The use of beta blockade during acute MI has been hotly debated for several years, but there have been few data to sustain the argument, Dr. Collins told Medscape. By contrast, COMMIT randomized 22,927 patients to metoprolol and 22, 922 to placebo. "With numbers this large, we now have very clear evidence about the effects," he said.

Christopher Cannon, MD, an associate professor at Harvard Medical School in Boston, Massachusetts, noted that the COMMIT/CCS-2 findings make a "significant contribution to the management of acute myocardial infarction."

But Dr. Cannon added that in terms of metoprolol, "I think we've learned the appropriate use of this previously 'ought-to-be-established' class, and I think the new data will help avoid any excess risk in these patients and allow appropriate benefit in patients who can derive it." He cochaired the late-breaking clinical trials session at which Dr.

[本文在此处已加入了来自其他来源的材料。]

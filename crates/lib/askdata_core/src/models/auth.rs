//! Authentication domain models.
//!
//! These are internal domain models, distinct from the API response shapes
//! (which use `#[serde(rename_all = "camelCase")]`).

use chrono::{DateTime, Utc};
use serde::{Deserialize, Serialize};
use uuid::Uuid;

/// A user identity that can log in.
#[derive(Debug, Clone, PartialEq, Eq, Serialize, Deserialize)]
pub struct Principal {
    pub id: Uuid,
    pub email: String,
    pub is_admin: bool,
    pub created_at: DateTime<Utc>,
}

/// Principal with its password verifier (for internal auth flows).
#[derive(Debug, Clone)]
pub struct PrincipalWithPassword {
    pub principal: Principal,
    pub password_hash: String,
}

/// Outcome of admin provisioning.
#[derive(Debug, Clone, PartialEq, Eq)]
pub enum AdminProvision {
    /// No admin existed; a new one was created.
    Created(Principal),
    /// The existing admin's email and password were replaced.
    Updated(Principal),
}

impl AdminProvision {
    pub fn principal(&self) -> &Principal {
        match self {
            AdminProvision::Created(p) | AdminProvision::Updated(p) => p,
        }
    }
}

/// Request metadata captured when a refresh token is issued.
#[derive(Debug, Clone, Default, PartialEq, Eq)]
pub struct ClientInfo {
    /// Peer address of the request.
    pub origin: Option<String>,
    /// `User-Agent` header value.
    pub agent: Option<String>,
}

/// Persisted refresh-token record.
#[derive(Debug, Clone, PartialEq, Eq)]
pub struct RefreshRecord {
    pub jti: Uuid,
    pub subject_id: Uuid,
    /// Monotonic: once `true`, never `false` again.
    pub revoked: bool,
    /// The record that superseded this one on rotation.
    pub replaced_by: Option<Uuid>,
    pub client: ClientInfo,
    pub created_at: DateTime<Utc>,
}

impl RefreshRecord {
    /// Active is the only non-terminal state.
    pub fn is_active(&self) -> bool {
        !self.revoked
    }
}

/// A refresh record about to be written.
#[derive(Debug, Clone)]
pub struct NewRefreshRecord {
    pub jti: Uuid,
    pub subject_id: Uuid,
    pub client: ClientInfo,
}

/// Result of the conditional active → rotated transition.
#[derive(Debug, Clone, Copy, PartialEq, Eq)]
pub enum RotateOutcome {
    /// The presented record was active; it is now revoked and the successor exists.
    Rotated,
    /// The presented record was missing or already revoked. Nothing was written.
    NotActive,
}

/// Credential type tag carried in the `type` claim.
#[derive(Debug, Clone, Copy, PartialEq, Eq, Serialize, Deserialize)]
#[serde(rename_all = "lowercase")]
pub enum TokenKind {
    Access,
    Refresh,
}

/// JWT claims shared by access and refresh tokens.
#[derive(Debug, Clone, PartialEq, Eq, Serialize, Deserialize)]
pub struct TokenClaims {
    /// Subject: principal ID.
    pub sub: String,
    /// Unique token ID; the persistence key for refresh tokens.
    pub jti: String,
    #[serde(rename = "type")]
    pub kind: TokenKind,
    /// Issued at (unix timestamp).
    pub iat: i64,
    /// Expiry (unix timestamp).
    pub exp: i64,
    pub iss: String,
    pub aud: String,
}

/// A freshly minted access/refresh pair.
#[derive(Debug, Clone)]
pub struct IssuedCredentials {
    pub subject_id: Uuid,
    pub access_token: String,
    pub refresh_token: String,
    /// Access token lifetime in seconds.
    pub access_expires_in: i64,
    /// Refresh token lifetime in seconds.
    pub refresh_expires_in: i64,
}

Collins presented the COMMIT/CCS results, and he served as discussant for the paper.

Dr. Cannon, however, characterized the results as unexpected, noting that earlier studies suggested an advantage for the IV beta blockade regimen.

ACC 2005 Annual Scientific Session. Late-breaking clinical trials. Presented March 9, 2005.